Starting at the line that has "pub min: [f64;" and stopping after the line that has "The baseline representation", reproduce the listing below exactly; omit everything else.

——

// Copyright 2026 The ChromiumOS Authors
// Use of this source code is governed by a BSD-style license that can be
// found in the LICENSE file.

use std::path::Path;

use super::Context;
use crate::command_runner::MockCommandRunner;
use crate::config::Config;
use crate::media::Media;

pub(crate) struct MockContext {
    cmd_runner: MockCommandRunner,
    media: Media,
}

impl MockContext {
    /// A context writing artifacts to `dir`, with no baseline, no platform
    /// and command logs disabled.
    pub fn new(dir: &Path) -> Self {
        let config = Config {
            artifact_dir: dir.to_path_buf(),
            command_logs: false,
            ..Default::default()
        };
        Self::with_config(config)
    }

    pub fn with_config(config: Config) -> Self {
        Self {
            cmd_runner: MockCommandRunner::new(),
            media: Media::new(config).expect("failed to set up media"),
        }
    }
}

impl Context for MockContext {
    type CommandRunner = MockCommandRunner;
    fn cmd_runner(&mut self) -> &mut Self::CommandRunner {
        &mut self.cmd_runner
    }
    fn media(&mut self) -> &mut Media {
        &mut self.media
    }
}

——

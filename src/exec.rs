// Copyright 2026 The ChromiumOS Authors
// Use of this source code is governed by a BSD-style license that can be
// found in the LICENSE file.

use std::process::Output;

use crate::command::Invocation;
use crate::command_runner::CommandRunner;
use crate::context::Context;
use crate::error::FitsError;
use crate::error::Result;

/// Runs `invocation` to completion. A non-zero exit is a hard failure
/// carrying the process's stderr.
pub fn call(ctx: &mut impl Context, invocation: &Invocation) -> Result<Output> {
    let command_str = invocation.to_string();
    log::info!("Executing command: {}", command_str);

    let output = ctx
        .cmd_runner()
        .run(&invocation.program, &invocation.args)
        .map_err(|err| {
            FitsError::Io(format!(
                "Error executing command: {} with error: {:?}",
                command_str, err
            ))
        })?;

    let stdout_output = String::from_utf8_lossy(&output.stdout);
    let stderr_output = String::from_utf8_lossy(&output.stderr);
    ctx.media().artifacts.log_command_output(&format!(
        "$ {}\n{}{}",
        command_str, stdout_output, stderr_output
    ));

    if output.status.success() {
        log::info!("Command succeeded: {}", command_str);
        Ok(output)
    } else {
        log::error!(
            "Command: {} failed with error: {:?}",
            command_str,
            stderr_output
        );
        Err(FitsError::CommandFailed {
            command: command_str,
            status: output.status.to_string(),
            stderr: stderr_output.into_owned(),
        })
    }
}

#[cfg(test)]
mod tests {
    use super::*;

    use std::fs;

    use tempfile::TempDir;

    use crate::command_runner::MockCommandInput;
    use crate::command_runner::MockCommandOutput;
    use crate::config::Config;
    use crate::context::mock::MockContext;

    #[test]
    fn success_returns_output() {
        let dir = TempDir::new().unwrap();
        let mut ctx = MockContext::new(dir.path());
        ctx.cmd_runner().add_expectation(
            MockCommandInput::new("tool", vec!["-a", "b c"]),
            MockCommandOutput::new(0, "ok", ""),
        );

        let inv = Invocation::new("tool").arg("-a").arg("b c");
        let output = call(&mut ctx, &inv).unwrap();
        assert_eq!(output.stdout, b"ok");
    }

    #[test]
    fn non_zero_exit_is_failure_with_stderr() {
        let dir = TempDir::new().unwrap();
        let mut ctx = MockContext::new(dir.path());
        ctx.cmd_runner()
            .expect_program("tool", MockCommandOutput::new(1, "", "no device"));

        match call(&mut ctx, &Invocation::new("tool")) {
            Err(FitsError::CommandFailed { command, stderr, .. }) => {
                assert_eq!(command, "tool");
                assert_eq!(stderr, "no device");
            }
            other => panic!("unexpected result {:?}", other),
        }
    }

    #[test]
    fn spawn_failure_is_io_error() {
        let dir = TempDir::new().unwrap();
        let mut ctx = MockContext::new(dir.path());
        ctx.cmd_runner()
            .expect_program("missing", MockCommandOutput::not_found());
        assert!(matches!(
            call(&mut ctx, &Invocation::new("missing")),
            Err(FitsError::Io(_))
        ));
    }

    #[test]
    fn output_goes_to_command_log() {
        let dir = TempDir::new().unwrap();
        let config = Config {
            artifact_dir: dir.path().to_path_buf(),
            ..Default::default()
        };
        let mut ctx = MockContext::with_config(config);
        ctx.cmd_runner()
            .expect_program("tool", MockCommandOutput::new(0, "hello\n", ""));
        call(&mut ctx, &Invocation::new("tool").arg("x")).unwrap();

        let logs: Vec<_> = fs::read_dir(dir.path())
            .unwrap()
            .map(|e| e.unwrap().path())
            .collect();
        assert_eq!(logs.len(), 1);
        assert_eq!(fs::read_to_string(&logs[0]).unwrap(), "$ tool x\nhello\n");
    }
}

——

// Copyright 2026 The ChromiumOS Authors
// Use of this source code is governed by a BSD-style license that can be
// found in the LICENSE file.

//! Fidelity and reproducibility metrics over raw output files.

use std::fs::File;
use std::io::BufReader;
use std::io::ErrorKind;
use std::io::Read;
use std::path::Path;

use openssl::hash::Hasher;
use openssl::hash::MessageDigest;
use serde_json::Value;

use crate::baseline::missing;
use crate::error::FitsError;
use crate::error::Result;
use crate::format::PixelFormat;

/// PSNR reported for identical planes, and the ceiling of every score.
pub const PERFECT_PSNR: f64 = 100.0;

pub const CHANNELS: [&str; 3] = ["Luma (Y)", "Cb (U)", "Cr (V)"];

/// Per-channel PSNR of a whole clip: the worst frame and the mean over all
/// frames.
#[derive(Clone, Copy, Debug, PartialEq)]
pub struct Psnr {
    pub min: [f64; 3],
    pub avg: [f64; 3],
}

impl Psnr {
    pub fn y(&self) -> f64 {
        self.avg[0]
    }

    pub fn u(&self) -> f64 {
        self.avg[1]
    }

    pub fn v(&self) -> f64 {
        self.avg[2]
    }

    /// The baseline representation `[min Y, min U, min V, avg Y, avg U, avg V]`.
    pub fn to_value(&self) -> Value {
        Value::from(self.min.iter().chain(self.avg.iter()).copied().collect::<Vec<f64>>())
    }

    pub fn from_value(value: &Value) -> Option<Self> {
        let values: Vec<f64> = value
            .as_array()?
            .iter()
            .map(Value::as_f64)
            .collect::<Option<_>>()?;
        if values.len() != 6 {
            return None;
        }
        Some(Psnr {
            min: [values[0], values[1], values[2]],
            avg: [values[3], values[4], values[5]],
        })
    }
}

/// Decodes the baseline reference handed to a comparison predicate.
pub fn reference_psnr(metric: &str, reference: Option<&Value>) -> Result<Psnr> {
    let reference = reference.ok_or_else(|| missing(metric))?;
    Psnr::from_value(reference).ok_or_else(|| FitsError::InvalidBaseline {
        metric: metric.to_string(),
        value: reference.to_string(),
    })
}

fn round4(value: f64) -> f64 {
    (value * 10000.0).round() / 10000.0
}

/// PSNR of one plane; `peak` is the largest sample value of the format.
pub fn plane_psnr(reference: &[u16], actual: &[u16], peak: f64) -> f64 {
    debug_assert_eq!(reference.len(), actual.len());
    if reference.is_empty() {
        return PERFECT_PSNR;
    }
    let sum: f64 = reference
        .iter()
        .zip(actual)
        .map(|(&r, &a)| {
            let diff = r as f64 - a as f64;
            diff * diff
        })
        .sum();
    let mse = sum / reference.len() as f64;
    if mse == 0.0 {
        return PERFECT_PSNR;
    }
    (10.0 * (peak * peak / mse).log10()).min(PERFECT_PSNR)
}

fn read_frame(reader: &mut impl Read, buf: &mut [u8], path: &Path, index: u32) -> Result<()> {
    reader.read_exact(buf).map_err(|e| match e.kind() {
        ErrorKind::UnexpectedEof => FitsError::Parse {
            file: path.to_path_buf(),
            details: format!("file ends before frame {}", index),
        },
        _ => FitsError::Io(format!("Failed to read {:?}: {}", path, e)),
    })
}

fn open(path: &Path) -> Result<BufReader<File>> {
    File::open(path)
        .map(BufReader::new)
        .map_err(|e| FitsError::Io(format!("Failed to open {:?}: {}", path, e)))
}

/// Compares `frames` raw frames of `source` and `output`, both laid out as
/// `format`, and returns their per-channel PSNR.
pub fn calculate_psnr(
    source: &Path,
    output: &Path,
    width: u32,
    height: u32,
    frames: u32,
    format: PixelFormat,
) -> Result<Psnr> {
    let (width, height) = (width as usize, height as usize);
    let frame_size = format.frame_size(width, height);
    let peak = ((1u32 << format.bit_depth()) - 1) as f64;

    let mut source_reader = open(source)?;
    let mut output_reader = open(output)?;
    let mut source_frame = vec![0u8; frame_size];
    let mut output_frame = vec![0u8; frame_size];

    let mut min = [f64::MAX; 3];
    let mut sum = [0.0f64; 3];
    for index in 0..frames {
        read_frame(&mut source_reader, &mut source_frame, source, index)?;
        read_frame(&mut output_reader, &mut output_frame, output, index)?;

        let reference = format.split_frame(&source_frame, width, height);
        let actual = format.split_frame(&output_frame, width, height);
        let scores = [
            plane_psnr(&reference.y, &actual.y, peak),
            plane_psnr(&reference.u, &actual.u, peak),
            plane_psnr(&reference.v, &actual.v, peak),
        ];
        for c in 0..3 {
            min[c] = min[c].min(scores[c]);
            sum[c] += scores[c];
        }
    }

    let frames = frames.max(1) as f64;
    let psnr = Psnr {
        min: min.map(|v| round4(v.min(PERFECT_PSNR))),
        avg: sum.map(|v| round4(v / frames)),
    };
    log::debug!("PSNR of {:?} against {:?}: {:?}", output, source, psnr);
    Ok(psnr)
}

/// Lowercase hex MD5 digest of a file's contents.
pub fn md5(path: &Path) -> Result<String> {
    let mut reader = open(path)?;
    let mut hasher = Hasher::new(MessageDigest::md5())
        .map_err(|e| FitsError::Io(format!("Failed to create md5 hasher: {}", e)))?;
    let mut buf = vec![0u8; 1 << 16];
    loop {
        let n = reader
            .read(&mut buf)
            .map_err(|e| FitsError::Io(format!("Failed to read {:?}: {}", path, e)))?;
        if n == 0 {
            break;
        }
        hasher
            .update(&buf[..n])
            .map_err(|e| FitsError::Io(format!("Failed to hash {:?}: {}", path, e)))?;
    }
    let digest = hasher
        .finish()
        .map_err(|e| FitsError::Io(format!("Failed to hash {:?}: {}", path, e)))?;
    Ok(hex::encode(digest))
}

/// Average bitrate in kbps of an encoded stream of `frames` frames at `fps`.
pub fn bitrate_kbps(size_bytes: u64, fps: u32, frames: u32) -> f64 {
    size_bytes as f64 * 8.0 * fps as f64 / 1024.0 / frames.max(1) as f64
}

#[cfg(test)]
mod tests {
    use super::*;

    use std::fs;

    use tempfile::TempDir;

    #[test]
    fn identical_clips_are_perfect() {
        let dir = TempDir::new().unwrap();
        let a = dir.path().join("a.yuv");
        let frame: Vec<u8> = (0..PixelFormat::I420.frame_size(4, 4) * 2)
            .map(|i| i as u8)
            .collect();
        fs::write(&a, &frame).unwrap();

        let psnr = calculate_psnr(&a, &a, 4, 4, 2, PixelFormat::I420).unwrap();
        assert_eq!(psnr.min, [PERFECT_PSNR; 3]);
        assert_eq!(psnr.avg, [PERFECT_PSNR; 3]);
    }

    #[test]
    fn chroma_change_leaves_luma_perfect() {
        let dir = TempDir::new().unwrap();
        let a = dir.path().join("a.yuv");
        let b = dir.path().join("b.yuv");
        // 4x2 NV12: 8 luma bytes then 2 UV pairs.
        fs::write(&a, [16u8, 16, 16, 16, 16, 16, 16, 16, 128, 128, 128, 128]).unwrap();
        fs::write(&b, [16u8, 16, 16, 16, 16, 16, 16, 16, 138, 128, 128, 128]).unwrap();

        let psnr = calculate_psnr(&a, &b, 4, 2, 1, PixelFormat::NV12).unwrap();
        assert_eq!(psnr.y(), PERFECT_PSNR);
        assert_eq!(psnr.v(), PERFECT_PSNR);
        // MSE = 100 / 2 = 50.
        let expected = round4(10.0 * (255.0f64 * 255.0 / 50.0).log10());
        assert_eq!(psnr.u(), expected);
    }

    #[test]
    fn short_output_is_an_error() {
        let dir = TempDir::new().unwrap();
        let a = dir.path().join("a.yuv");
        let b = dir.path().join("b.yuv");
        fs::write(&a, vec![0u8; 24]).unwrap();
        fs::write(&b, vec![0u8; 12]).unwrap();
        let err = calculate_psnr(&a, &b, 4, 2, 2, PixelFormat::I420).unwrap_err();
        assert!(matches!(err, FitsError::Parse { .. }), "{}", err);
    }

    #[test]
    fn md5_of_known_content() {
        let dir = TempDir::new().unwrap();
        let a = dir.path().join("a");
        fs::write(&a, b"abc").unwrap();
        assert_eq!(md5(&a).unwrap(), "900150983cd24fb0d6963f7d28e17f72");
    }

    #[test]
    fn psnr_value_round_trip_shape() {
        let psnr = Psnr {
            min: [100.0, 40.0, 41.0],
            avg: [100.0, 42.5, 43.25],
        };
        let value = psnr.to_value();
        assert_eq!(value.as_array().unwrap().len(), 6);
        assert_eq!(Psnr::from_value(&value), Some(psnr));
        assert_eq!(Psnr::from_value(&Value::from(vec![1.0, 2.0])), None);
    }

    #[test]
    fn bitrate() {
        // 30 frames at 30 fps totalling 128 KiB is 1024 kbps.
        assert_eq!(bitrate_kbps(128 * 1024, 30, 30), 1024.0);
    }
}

——

• RESPONSE BELOW:
    pub min: [f64; 3],
    pub avg: [f64; 3],
}

impl Psnr {
    pub fn y(&self) -> f64 {
        self.avg[0]
    }

    pub fn u(&self) -> f64 {
        self.avg[1]
    }

    pub fn v(&self) -> f64 {
        self.avg[2]
    }

    /// The baseline representation `[min Y, min U, min V, avg Y, avg U, avg V]`.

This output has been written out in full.